(Records to use)

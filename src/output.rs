// Copyright 2026 the polytess authors
// License: MIT
//
// Flattening of the finished mesh into output buffers. Ids are assigned
// densely from 0 in mesh-list traversal order, which is deterministic for
// a given input; only vertices and faces referenced by interior faces are
// numbered, so the output arrays have no gaps.

use log::debug;

use crate::mesh::{F_HEAD, INVALID, V_HEAD};
use crate::tess::{ContourVertex, ElementType, Tessellator, UNDEF};

impl<D: Clone> Tessellator<D> {
    /// Emit interior faces as polygons of up to `poly_size` vertices.
    ///
    /// Element layout per face: `poly_size` vertex ids padded with UNDEF;
    /// for `ConnectedPolygons`, `poly_size` neighbor face ids follow (UNDEF
    /// where the edge borders the exterior).
    pub(crate) fn output_polymesh(&mut self, element_type: ElementType, poly_size: usize) {
        let mesh = self.mesh.as_mut().unwrap();

        // Triangles came out of the monotonizer; coalesce them first if
        // larger polygons were requested.
        if poly_size > 3 {
            mesh.merge_convex_faces(poly_size);
        }

        let mut v = mesh.verts[V_HEAD as usize].next;
        while v != V_HEAD {
            mesh.verts[v as usize].out_id = UNDEF;
            v = mesh.verts[v as usize].next;
        }

        let mut vertex_count = 0u32;
        let mut face_count = 0u32;
        let mut f = mesh.faces[F_HEAD as usize].next;
        while f != F_HEAD {
            mesh.faces[f as usize].out_id = UNDEF;
            if mesh.faces[f as usize].inside {
                let e_start = mesh.faces[f as usize].an_edge;
                let mut e = e_start;
                let mut face_verts = 0;
                loop {
                    let org = mesh.edges[e as usize].org;
                    if mesh.verts[org as usize].out_id == UNDEF {
                        mesh.verts[org as usize].out_id = vertex_count;
                        vertex_count += 1;
                    }
                    face_verts += 1;
                    e = mesh.edges[e as usize].lnext;
                    if e == e_start {
                        break;
                    }
                }
                debug_assert!(face_verts <= poly_size);
                mesh.faces[f as usize].out_id = face_count;
                face_count += 1;
            }
            f = mesh.faces[f as usize].next;
        }

        self.element_count = face_count as usize;
        let stride = if element_type == ElementType::ConnectedPolygons {
            poly_size * 2
        } else {
            poly_size
        };
        self.elements = vec![UNDEF; face_count as usize * stride];
        self.vertices = vec![
            ContourVertex {
                position: [0.0; 3],
                data: None
            };
            vertex_count as usize
        ];

        let mesh = self.mesh.as_ref().unwrap();
        let mut v = mesh.verts[V_HEAD as usize].next;
        while v != V_HEAD {
            let id = mesh.verts[v as usize].out_id;
            if id != UNDEF {
                self.vertices[id as usize] = ContourVertex {
                    position: mesh.verts[v as usize].coords,
                    data: mesh.verts[v as usize].data.clone(),
                };
            }
            v = mesh.verts[v as usize].next;
        }

        let mut out = 0usize;
        let mut f = mesh.faces[F_HEAD as usize].next;
        while f != F_HEAD {
            if !mesh.faces[f as usize].inside {
                f = mesh.faces[f as usize].next;
                continue;
            }
            let e_start = mesh.faces[f as usize].an_edge;
            let mut e = e_start;
            let mut face_verts = 0;
            loop {
                let org = mesh.edges[e as usize].org;
                self.elements[out] = mesh.verts[org as usize].out_id;
                out += 1;
                face_verts += 1;
                e = mesh.edges[e as usize].lnext;
                if e == e_start {
                    break;
                }
            }
            out += poly_size - face_verts; // padding stays UNDEF

            if element_type == ElementType::ConnectedPolygons {
                let mut e = e_start;
                loop {
                    let rf = mesh.rface(e);
                    self.elements[out] = if rf != INVALID && mesh.faces[rf as usize].inside {
                        mesh.faces[rf as usize].out_id
                    } else {
                        UNDEF
                    };
                    out += 1;
                    e = mesh.edges[e as usize].lnext;
                    if e == e_start {
                        break;
                    }
                }
                out += poly_size - face_verts;
            }
            f = mesh.faces[f as usize].next;
        }

        debug!(
            "output: {} vertices, {} elements",
            self.vertices.len(),
            self.element_count
        );
    }

    /// Emit the boundary of the filled region: each interior face's loop
    /// becomes a contiguous run of vertices, described by a (start, count)
    /// pair in the element array. The caller has already reduced the mesh
    /// to boundary edges.
    pub(crate) fn output_contours(&mut self) {
        let mesh = self.mesh.as_ref().unwrap();

        let mut total_verts = 0usize;
        let mut total_contours = 0usize;
        let mut f = mesh.faces[F_HEAD as usize].next;
        while f != F_HEAD {
            if mesh.faces[f as usize].inside {
                total_verts += mesh.count_face_verts(f);
                total_contours += 1;
            }
            f = mesh.faces[f as usize].next;
        }

        self.element_count = total_contours;
        self.elements = Vec::with_capacity(total_contours * 2);
        self.vertices = Vec::with_capacity(total_verts);

        let mut start = 0u32;
        let mut f = mesh.faces[F_HEAD as usize].next;
        while f != F_HEAD {
            if !mesh.faces[f as usize].inside {
                f = mesh.faces[f as usize].next;
                continue;
            }
            let e_start = mesh.faces[f as usize].an_edge;
            let mut e = e_start;
            let mut count = 0u32;
            loop {
                let org = mesh.edges[e as usize].org;
                self.vertices.push(ContourVertex {
                    position: mesh.verts[org as usize].coords,
                    data: mesh.verts[org as usize].data.clone(),
                });
                count += 1;
                e = mesh.edges[e as usize].lnext;
                if e == e_start {
                    break;
                }
            }
            self.elements.push(start);
            self.elements.push(count);
            start += count;
            f = mesh.faces[f as usize].next;
        }

        debug!(
            "output: {} boundary contours, {} vertices",
            self.element_count,
            self.vertices.len()
        );
    }
}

(End Records to use)

• What is expected: In the records above, find each line with the word "coords" and copy it out.

• Response to this task:
                    position: mesh.verts[v as usize].coords,
                    position: mesh.verts[org as usize].coords,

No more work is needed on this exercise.